Martin Durant (speaker)
01:21:20
^ please ask in discussion, the future is a big unknown!
Marc-Andre Lemburg
01:23:06
What about Apache Druid ?
Roger Webb - KJ7LNE
01:23:10
For sure. Apologies, I was unaware there was a specific time set aside for discussion. The future isn't known, but development is happening, and I'm genuinely curious if others are more hip to the development path of Aurora (or other DBMS attempts to adapt to the cloud/large data sets) and was hoping, at a conference like this, that there may be someone wishing to discuss what may be coming down the hatch in the next couple years.
Majid alDosari
01:23:34
@roger, i have the same sentiment. i advocate doing as much processing as possible in a 'db'.i only reach into python (or spark) if it's something that i can't describe in sql.
Majid alDosari
01:24:17
some cloud dbs are insanely scalable.
Martin Durant (speaker)
01:25:05
For sure, if your data is in some DB and you want to do SQL to it, leverage the DB - they are really well optimized! Python is best for its flexibility and connecting to a wide range of tools such as ML
James Munroe
01:27:01
That sounds so much like query optimization!
Marc-Andre Lemburg
01:28:00
Thank you for the overview !
Daniel Gonzalez
01:28:06
Thanks you
Alex Delgado
01:28:17
Can DASK read and write DeltaLake files?
matteo pallini (he/him/his)
01:28:22
Thanks great talk!
Roger Webb - KJ7LNE
01:29:43
Bingo! That's the balance I'm trying to find. The reporting is out of a DB. My data is too big to do it all in the DB. I've been dancing around where the line needs to be.
Veronika
01:29:56
Great talk! Can you explain a bit about the differences between pypark/scala and Dask?

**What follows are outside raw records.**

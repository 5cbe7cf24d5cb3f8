//! Terminal destination for faults that cannot reach a boundary.
//!
//! A missing association is an operational condition, not a crash: the
//! propagation path records the fault here and returns normally. Sink
//! implementations must never panic.

use std::collections::VecDeque;
use std::sync::atomic::{AtomicU64, Ordering};

use async_trait::async_trait;
use chrono::{DateTime, Utc};
use dashmap::DashMap;
use parking_lot::Mutex;
use serde::{Deserialize, Serialize};

use bulkhead_policy::Fault;

use crate::id::{ScopeId, SourceId};

/// Why a fault could not be routed.
#[derive(Debug, Clone, PartialEq, Eq, Serialize, Deserialize)]
#[serde(tag = "reason", content = "scope", rename_all = "snake_case")]
pub enum UnroutedReason {
    /// No scope association exists for the source.
    UnknownSource,
    /// The source's scope has no registered boundary.
    UnknownScope(ScopeId),
    /// The registry worker has already stopped.
    RegistryStopped,
}

/// Record of one fault that went to the sink.
#[derive(Debug, Clone, Serialize, Deserialize)]
pub struct UnhandledReport {
    /// The source that raised the fault.
    pub source: SourceId,
    /// The fault itself.
    pub fault: Fault,
    /// Why no route existed.
    pub reason: UnroutedReason,
    /// When the fault was sunk.
    pub at: DateTime<Utc>,
}

/// Terminal handler for unroutable faults.
#[async_trait]
pub trait UnhandledSink: Send + Sync {
    /// Record an unroutable fault. Must return normally; never panic.
    async fn record(&self, report: UnhandledReport);
}

/// Default sink: structured log line, counters, and a bounded ring of the
/// most recent reports for diagnostics.
pub struct TracingSink {
    per_source: DashMap<SourceId, u64>,
    recent: Mutex<VecDeque<UnhandledReport>>,
    capacity: usize,
    total: AtomicU64,
}

impl TracingSink {
    /// Default capacity of the recent-report ring.
    pub const DEFAULT_CAPACITY: usize = 64;

    /// Sink retaining up to `capacity` recent reports.
    #[must_use]
    pub fn new(capacity: usize) -> Self {
        Self {
            per_source: DashMap::new(),
            recent: Mutex::new(VecDeque::with_capacity(capacity)),
            capacity,
            total: AtomicU64::new(0),
        }
    }

    /// Total reports recorded.
    #[inline]
    #[must_use]
    pub fn total(&self) -> u64 {
        self.total.load(Ordering::Relaxed)
    }

    /// Reports recorded for one source.
    #[must_use]
    pub fn count_for(&self, source: &SourceId) -> u64 {
        self.per_source.get(source).map_or(0, |count| *count)
    }

    /// The most recent reports, oldest first.
    #[must_use]
    pub fn recent(&self) -> Vec<UnhandledReport> {
        self.recent.lock().iter().cloned().collect()
    }
}

impl Default for TracingSink {
    fn default() -> Self {
        Self::new(Self::DEFAULT_CAPACITY)
    }
}

#[async_trait]
impl UnhandledSink for TracingSink {
    async fn record(&self, report: UnhandledReport) {
        tracing::warn!(
            source = %report.source,
            fault = %report.fault,
            reason = ?report.reason,
            "unroutable fault sunk"
        );
        metrics::counter!("bulkhead_unrouted_faults_total").increment(1);

        *self.per_source.entry(report.source.clone()).or_insert(0) += 1;
        self.total.fetch_add(1, Ordering::Relaxed);

        let mut recent = self.recent.lock();
        if recent.len() >= self.capacity {
            recent.pop_front();
        }
        recent.push_back(report);
    }
}

#[cfg(test)]
mod tests {
    use super::*;

    fn report(source: &str, message: &str) -> UnhandledReport {
        UnhandledReport {
            source: SourceId::new(source),
            fault: Fault::Unknown(message.into()),
            reason: UnroutedReason::UnknownSource,
            at: Utc::now(),
        }
    }

    #[tokio::test]
    async fn sink_counts_per_source_and_total() {
        let sink = TracingSink::default();
        sink.record(report("a", "one")).await;
        sink.record(report("a", "two")).await;
        sink.record(report("b", "three")).await;

        assert_eq!(sink.total(), 3);
        assert_eq!(sink.count_for(&SourceId::new("a")), 2);
        assert_eq!(sink.count_for(&SourceId::new("b")), 1);
        assert_eq!(sink.count_for(&SourceId::new("missing")), 0);
    }

    #[tokio::test]
    async fn ring_keeps_only_the_most_recent() {
        let sink = TracingSink::new(2);
        sink.record(report("a", "one")).await;
        sink.record(report("a", "two")).await;
        sink.record(report("a", "three")).await;

        let recent = sink.recent();
        assert_eq!(recent.len(), 2);
        assert_eq!(recent[0].fault, Fault::Unknown("two".into()));
        assert_eq!(recent[1].fault, Fault::Unknown("three".into()));
        // The total keeps counting past the ring capacity.
        assert_eq!(sink.total(), 3);
    }

    #[test]
    fn reason_serializes_with_scope_payload() {
        let json = serde_json::to_string(&UnroutedReason::UnknownScope(ScopeId::new("s1"))).unwrap();
        assert_eq!(json, r#"{"reason":"unknown_scope","scope":"s1"}"#);
        let json = serde_json::to_string(&UnroutedReason::UnknownSource).unwrap();
        assert_eq!(json, r#"{"reason":"unknown_source"}"#);
    }
}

matteo pallini (he/him/his)
01:30:17
+1 to Veronika's question
Radovan Kavicky
01:31:42
Already thanked you... but it deserves yet again... really excellent talk/talks and it was perfect! As for questions... what do you think about other Parquet-based solutions like f.e. Dremio.io and so on (is basically open source solution in this area still competable?)
Roger Webb - KJ7LNE
01:31:58
Is there a status update on dask/dask-cloudprovider as it relates to AWS batch. I'm using dask to multithread on the EC2 but am manually wiring up my AWS batch integration. Do you have plans here?
Martin Durant (speaker)
01:32:41
^ perhaps an issue on the cloudprovider repo, or a question in slack/discourse?
Roger Webb - KJ7LNE
01:32:57
https://github.com/dask/dask-cloudprovider/issues/73 Last comment is "Any news?"
Marc-Andre Lemburg
01:32:58
IMO, there are plenty enough database systems around, so it's better to focus on things where Dask can shine, e.g. manage workflows, integrate lots of systems (both on input and output), do smart compute partitioning, etc.
Bob Fahr
01:33:41
@Veronika from my experience pyspark seems to handle memory use better than dask for large datasets expecially when you have limited resources. Also the logging is aggregated in spark so its easier to see when you have problems.
James Bourbeau (he/him)
01:34:56
https://docs.dask.org/en/stable/spark.html
James Bourbeau (he/him)
01:35:04
^ High-level Dask / Spark comparison
Matthew Powers (speaker)
01:36:04
Think that’s a fair assessment @Bob
Gabriel Vicent Jover Mañas
01:36:09
Is Xarrays integrated in Dask?
Sheikh Alam
01:36:20
Some suggestion on Choosing between Dask and Spark for a project?
James Bourbeau (he/him)
01:36:32
Xarray uses Dask under the hood for scaling to larger-than-memory datasets
Marc-Andre Lemburg
01:36:40
A more technical question: Are there some recommendations regarding how to size the Parquet files / do partitioning in order to get max performance with Dask ?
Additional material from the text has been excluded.